We touched upon the CLOCK-Pro a bit in related work of the paper (https://www.usenix.org/system/files/nsdi21-yang.pdf, Section 6.1). I haven't done a deep dive, but can see two general issues. 1. CLOCK-Pro is designed for fixed-size elements, and doesn't work naturally for mixed-size workloads. Naively evicting "cold keys" may not even meet the memory size and contingency requirement needed for the new key. This is why memcached's slab design focuses primarily on size, and using a secondary data structure (LRUq) to manage recency. Something like CLOCK-Pro may be modified to handle mixed size, but I suspect that significantly complicates the design. 2. An algorithm without the notion of a TTL obviously doesn't take the strong hint of TTL. Given the workloads we have, we concluded that TTL is an excellent signal to use to make memory related decisions, and hence went for a TTL centric design.
They are not quite the same thing. Pelikan has the building blocks for an RPC server, storage, wire protocols, data structures, and whatever code that is needed to glue these together in some form to provide functionalities as a service (which is loosely defined, it can be a proxy too).

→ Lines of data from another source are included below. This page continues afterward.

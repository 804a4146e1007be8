//! Counter metrics with attribute-keyed aggregation.
//!
//! A [`Meter`] creates named [`Counter`]s. Each counter aggregates its
//! increments per distinct attribute set, so
//! `checkout.orders{payment.method="card"}` and
//! `checkout.orders{payment.method="cash"}` accumulate independently.
//! [`Meter::collect`] snapshots every instrument, reporting either running
//! totals or the change since the previous collection depending on the
//! meter's [`Temporality`].

use crate::error::{TelemetryError, TelemetryResult};
use crate::resource::Resource;
use crate::{Key, KeyValue};
use std::borrow::Cow;
use std::collections::hash_map::DefaultHasher;
use std::collections::HashMap;
use std::fmt::Debug;
use std::hash::{Hash, Hasher};
use std::sync::{Arc, Mutex};
use tracing::warn;

/// How collected counter values relate to previous collections.
#[derive(Clone, Copy, Debug, Default, PartialEq, Eq)]
pub enum Temporality {
    /// Report the running total since instrument creation.
    #[default]
    Cumulative,
    /// Report the change since the previous collection.
    Delta,
}

/// A unique set of attributes serving as an aggregation key.
///
/// Attributes are sorted by key with later duplicates winning, so
/// `[a=1, b=2]` and `[b=2, a=1]` address the same bucket. The hash is
/// precomputed once since every `add` call looks one of these up.
#[derive(Clone, Debug)]
struct AttributeSet(Vec<KeyValue>, u64);

impl AttributeSet {
    fn new(attributes: &[KeyValue]) -> Self {
        let mut values: Vec<KeyValue> = attributes.to_vec();
        // last write wins for duplicate keys
        values.reverse();
        values.sort_by(|a, b| a.key.cmp(&b.key));
        values.dedup_by(|a, b| a.key == b.key);

        let mut hasher = DefaultHasher::new();
        values.iter().for_each(|kv| kv.hash(&mut hasher));
        AttributeSet(values, hasher.finish())
    }

    fn into_vec(self) -> Vec<KeyValue> {
        self.0
    }
}

impl PartialEq for AttributeSet {
    fn eq(&self, other: &Self) -> bool {
        self.1 == other.1 && self.0 == other.0
    }
}

// instruments reject non-finite values, so NaN never reaches a key and
// the PartialEq above is total in practice
impl Eq for AttributeSet {}

impl Hash for AttributeSet {
    fn hash<H: Hasher>(&self, state: &mut H) {
        state.write_u64(self.1)
    }
}

/// One accumulation bucket of a counter.
#[derive(Debug, Default)]
struct Bucket {
    /// Running total since instrument creation.
    total: f64,
    /// Total as of the previous delta collection.
    exported: f64,
}

/// A single attribute-set/value pair in a [`CounterSnapshot`].
#[derive(Clone, Debug, PartialEq)]
pub struct DataPoint {
    /// The attributes addressing this bucket, sorted by key.
    pub attributes: Vec<KeyValue>,
    /// The collected value, per the meter's [`Temporality`].
    pub value: f64,
}

/// The collected state of one counter.
#[derive(Clone, Debug, PartialEq)]
pub struct CounterSnapshot {
    /// Instrument name.
    pub name: Cow<'static, str>,
    /// Instrument description, possibly empty.
    pub description: Cow<'static, str>,
    /// Temporality the values were collected under.
    pub temporality: Temporality,
    /// One point per attribute set that has received increments.
    pub data_points: Vec<DataPoint>,
}

impl CounterSnapshot {
    /// Convenience lookup of the value recorded for the given attributes.
    pub fn value(&self, attributes: &[KeyValue]) -> Option<f64> {
        let key = AttributeSet::new(attributes);
        self.data_points
            .iter()
            .find(|point| point.attributes == key.0)
            .map(|point| point.value)
    }
}

#[derive(Debug, Default)]
struct CounterState {
    buckets: Mutex<HashMap<AttributeSet, Bucket>>,
}

/// A monotonically increasing instrument.
///
/// Cheap to clone; clones share the same buckets. Increments never block
/// on export, they only take a short-lived map lock.
#[derive(Clone, Debug)]
pub struct Counter {
    name: Cow<'static, str>,
    description: Cow<'static, str>,
    state: Arc<CounterState>,
}

impl Counter {
    /// The instrument's registered name.
    pub fn name(&self) -> &str {
        &self.name
    }

    /// The instrument's description, empty if none was given.
    pub fn description(&self) -> &str {
        &self.description
    }

    /// Record an increment with the given attributes.
    ///
    /// Counters are monotonic: negative and non-finite values are rejected
    /// with [`TelemetryError::InvalidArgument`] and leave every bucket
    /// untouched.
    pub fn add(&self, value: f64, attributes: &[KeyValue]) -> TelemetryResult<()> {
        if !value.is_finite() {
            return Err(TelemetryError::InvalidArgument(format!(
                "counter {} increment must be finite, got {value}",
                self.name
            )));
        }
        if value < 0.0 {
            return Err(TelemetryError::InvalidArgument(format!(
                "counter {} increment must be non-negative, got {value}",
                self.name
            )));
        }

        let mut buckets = self.state.buckets.lock()?;
        buckets.entry(AttributeSet::new(attributes)).or_default().total += value;
        Ok(())
    }
}

#[derive(Debug, Default)]
struct MeterInner {
    counters: Mutex<HashMap<Cow<'static, str>, Counter>>,
    temporality: Temporality,
}

/// Creates and collects [`Counter`] instruments.
#[derive(Clone, Debug, Default)]
pub struct Meter {
    inner: Arc<MeterInner>,
}

impl Meter {
    /// Create a meter collecting with the given [`Temporality`].
    pub fn new(temporality: Temporality) -> Self {
        Meter {
            inner: Arc::new(MeterInner {
                counters: Mutex::new(HashMap::new()),
                temporality,
            }),
        }
    }

    /// Create or look up the [`Counter`] with the given name.
    ///
    /// Creation is idempotent: asking twice for the same name returns
    /// handles onto the same instrument, so increments from both are
    /// aggregated together.
    pub fn create_counter(&self, name: impl Into<Cow<'static, str>>) -> TelemetryResult<Counter> {
        self.create_counter_with_description(name, "")
    }

    /// Like [`create_counter`](Self::create_counter), with a description.
    ///
    /// The first registration's description wins; asking again with a
    /// different, non-empty description logs a warning and returns the
    /// existing instrument unchanged.
    pub fn create_counter_with_description(
        &self,
        name: impl Into<Cow<'static, str>>,
        description: impl Into<Cow<'static, str>>,
    ) -> TelemetryResult<Counter> {
        let name = name.into();
        let description = description.into();
        let mut counters = self.inner.counters.lock()?;
        let counter = counters
            .entry(name.clone())
            .or_insert_with(|| Counter {
                name,
                description: description.clone(),
                state: Arc::new(CounterState::default()),
            })
            .clone();
        if !description.is_empty() && counter.description != description {
            warn!(
                name: "telemetry.meter.description_conflict",
                instrument = counter.name.as_ref(),
                "counter re-registered with a different description, keeping the first"
            );
        }
        Ok(counter)
    }

    /// Snapshot every registered counter.
    ///
    /// Under [`Temporality::Delta`], collecting also marks the returned
    /// values as exported, so the next collection reports only increments
    /// recorded after this one.
    pub fn collect(&self) -> TelemetryResult<Vec<CounterSnapshot>> {
        let counters = self.inner.counters.lock()?;
        let mut snapshots = Vec::with_capacity(counters.len());
        for counter in counters.values() {
            let mut buckets = counter.state.buckets.lock()?;
            let mut data_points = Vec::with_capacity(buckets.len());
            for (attrs, bucket) in buckets.iter_mut() {
                let value = match self.inner.temporality {
                    Temporality::Cumulative => bucket.total,
                    Temporality::Delta => {
                        let delta = bucket.total - bucket.exported;
                        bucket.exported = bucket.total;
                        delta
                    }
                };
                data_points.push(DataPoint {
                    attributes: attrs.clone().into_vec(),
                    value,
                });
            }
            data_points.sort_by(|a, b| {
                let a_keys: Vec<&Key> = a.attributes.iter().map(|kv| &kv.key).collect();
                let b_keys: Vec<&Key> = b.attributes.iter().map(|kv| &kv.key).collect();
                a_keys
                    .cmp(&b_keys)
                    .then_with(|| a.value.partial_cmp(&b.value).unwrap_or(std::cmp::Ordering::Equal))
            });
            snapshots.push(CounterSnapshot {
                name: counter.name.clone(),
                description: counter.description.clone(),
                temporality: self.inner.temporality,
                data_points,
            });
        }
        snapshots.sort_by(|a, b| a.name.cmp(&b.name));
        Ok(snapshots)
    }
}

/// Destination for collected metric snapshots.
///
/// Metrics are pulled: the pipeline collects the meter and hands the
/// snapshot over on `force_flush` and once more during shutdown. Unlike
/// span export there is no retry here; a dropped delta snapshot is lost,
/// a dropped cumulative one is recovered by the next collection.
pub trait MetricsExporter: Send + Debug {
    /// Export one collection's worth of counter snapshots.
    fn export(&mut self, snapshot: Vec<CounterSnapshot>) -> TelemetryResult<()>;

    /// Shut the exporter down. Called at most once, after the final export.
    fn shutdown(&mut self) {}

    /// Set the resource describing the producing entity.
    fn set_resource(&mut self, _resource: &Resource) {}
}

/// A [`MetricsExporter`] that stores snapshots in memory, for tests.
///
/// Clones share the same storage.
#[derive(Clone, Debug, Default)]
pub struct InMemoryMetricsExporter {
    snapshots: Arc<Mutex<Vec<Vec<CounterSnapshot>>>>,
}

impl InMemoryMetricsExporter {
    /// Returns every exported collection, oldest first.
    pub fn get_snapshots(&self) -> TelemetryResult<Vec<Vec<CounterSnapshot>>> {
        Ok(self.snapshots.lock()?.clone())
    }

    /// Clears the stored snapshots.
    pub fn reset(&self) {
        if let Ok(mut snapshots) = self.snapshots.lock() {
            snapshots.clear();
        }
    }
}

impl MetricsExporter for InMemoryMetricsExporter {
    fn export(&mut self, snapshot: Vec<CounterSnapshot>) -> TelemetryResult<()> {
        self.snapshots.lock()?.push(snapshot);
        Ok(())
    }
}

CacheLib, in terms of the role it plays, is closer to the modules under src/storage, but obviously in itself a lot more sophisticated in design to handle tiered memory/SSD storage.
We actually have been in touch with CacheLib team since before their public release. And we remain interested in integrating CacheLib into Pelikan as a storage backend as soon as their Rust bindings become functional :P
> pelikan_pingserver_rs: an over-engineered, production-ready ping server useful as a tutorial and for measuring baseline RPC performance
> an over-engineered...
Ever since I saw Juicero teardown by AvE [1], I'll never see the term "over-engineered" in a positive light. Usually that means, it is sub-optimal and not engineered well, usually in a hurry and developed with a broad brush approach towards safety margins. Juicero was so over-engineered, it was embarrassing.
It was supposed to be a bit tongue-in-cheek... Obviously nobody should create a pingserver just for the sake of with the specs we had. But, as a halfway marker to a production-ready cache service, it's good to have something that lets you test the parts that will account for well over 50% of the CPU time in production.
Here's the latest code architecture diagram: https://raw.githubusercontent.com/pelikan-io/pelikan-io.gith...
And a slightly outdated but mostly accurate description of our motivation. https://www.pelikan.io/2019/why-pelikan.html
#AMA We've done a few research-y and go-to-production projects in the last few years.